There is also resentment at the Narendra Modi–Amit Shah duo sidelining senior leaders like Sushil Kumar Modi, who is now ailing and out of the campaign, and dropping BJP veterans like Union minister Ashwini Choubey from Buxar. Many old and trusted BJP warriors have quietly dissociated themselves from the electoral battle. Most criticise the Modi–Shah duo for ignoring feedback from the ground and disregarding regional leaders.

There is also a grudging admission that BJP workers have got used to corporate comforts and culture. They no longer behave like activists. Add the strong anti-incumbency against the sitting BJP and JD(U) MPs who have been winning for the past 10 years, says Ajay Kumar, editor of bihartimes.com, and BJP leaders in Bihar are caught in a particularly tough bind, for it is not just a double-engine but a tripleengine sarkar in the state.

For Nitish Kumar’s loosening grip on the state administration is causing things to fall apart at several levels. Rumours of Nitish Kumar’s poor health and growing absentmindedness are becoming staples of gossip, as he repeatedly, like a chastised child, assures BJP leaders that he won’t be going anywhere now.

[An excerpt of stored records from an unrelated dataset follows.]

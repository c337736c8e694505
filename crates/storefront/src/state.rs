//! Application state shared across handlers.

use std::sync::Arc;

use crate::config::StorefrontConfig;
use crate::registry::{BusinessRepository, InMemoryRegistry, RegistryError, SeedFile};
use crate::services::{PublishingService, StorefrontViews};

/// Application state shared across all handlers.
///
/// This struct is cheaply cloneable via `Arc` and provides access to
/// shared resources like the business registry and configuration.
#[derive(Clone)]
pub struct AppState {
    inner: Arc<AppStateInner>,
}

struct AppStateInner {
    config: StorefrontConfig,
    registry: Arc<dyn BusinessRepository>,
    views: StorefrontViews,
    publishing: PublishingService,
}

impl AppState {
    /// Create a new application state over `registry`.
    #[must_use]
    pub fn new(config: StorefrontConfig, registry: Arc<dyn BusinessRepository>) -> Self {
        let views = StorefrontViews::new(registry.clone(), config.view_cache);
        let publishing = PublishingService::new(registry.clone(), views.clone());

        Self {
            inner: Arc::new(AppStateInner {
                config,
                registry,
                views,
                publishing,
            }),
        }
    }

    /// Create application state, loading the registry from the configured
    /// seed file or the bundled demo seed.
    ///
    /// # Errors
    ///
    /// Returns `RegistryError::InvalidSeed` if the seed cannot be read,
    /// parsed or validated.
    pub fn from_config(config: StorefrontConfig) -> Result<Self, RegistryError> {
        let registry = load_registry(&config)?;
        Ok(Self::new(config, Arc::new(registry)))
    }

    /// Get a reference to the storefront configuration.
    #[must_use]
    pub fn config(&self) -> &StorefrontConfig {
        &self.inner.config
    }

    /// Get a reference to the business registry.
    #[must_use]
    pub fn registry(&self) -> &dyn BusinessRepository {
        self.inner.registry.as_ref()
    }

    /// Get a reference to the resolved view reader.
    #[must_use]
    pub fn views(&self) -> &StorefrontViews {
        &self.inner.views
    }

    /// Get a reference to the draft/publish service.
    #[must_use]
    pub fn publishing(&self) -> &PublishingService {
        &self.inner.publishing
    }
}

/// Build the registry described by `config`.
fn load_registry(config: &StorefrontConfig) -> Result<InMemoryRegistry, RegistryError> {
    let Some(path) = &config.seed_file else {
        tracing::info!("No seed file configured, loading demo businesses");
        return InMemoryRegistry::demo();
    };

    let seed = SeedFile::from_path(path)
        .map_err(|e| RegistryError::InvalidSeed(format!("{}: {e}", path.display())))?;
    let registry = InMemoryRegistry::from_seed(seed)?;
    tracing::info!(path = %path.display(), "Loaded seed file");
    Ok(registry)
}

#[cfg(test)]
#[allow(clippy::unwrap_used)]
mod tests {
    use std::path::PathBuf;

    use super::*;

    #[test]
    fn test_from_config_uses_demo_seed() {
        let state = AppState::from_config(StorefrontConfig::default()).unwrap();
        assert_eq!(state.registry().all().unwrap().len(), 3);
    }

    #[test]
    fn test_from_config_missing_seed_file() {
        let config = StorefrontConfig {
            seed_file: Some(PathBuf::from("/definitely/not/here.yaml")),
            ..StorefrontConfig::default()
        };
        let result = AppState::from_config(config);
        assert!(matches!(result, Err(RegistryError::InvalidSeed(msg)) if msg.contains("here.yaml")));
    }
}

As for options, Narendra Modi and Amit Shah for their part have little to offer to the voters. They have exhausted all their ammunition against the INDIA bloc. The BJP–LJP–RLSP alliance won 31 out of 40 seats in 2014 without any help from Nitish Kumar, then in the opposing camp. In 2019, the NDA did win 39 of the 40 seats in alliance with the JD(U).

By all accounts, repeating the feat this time appears an uphill task.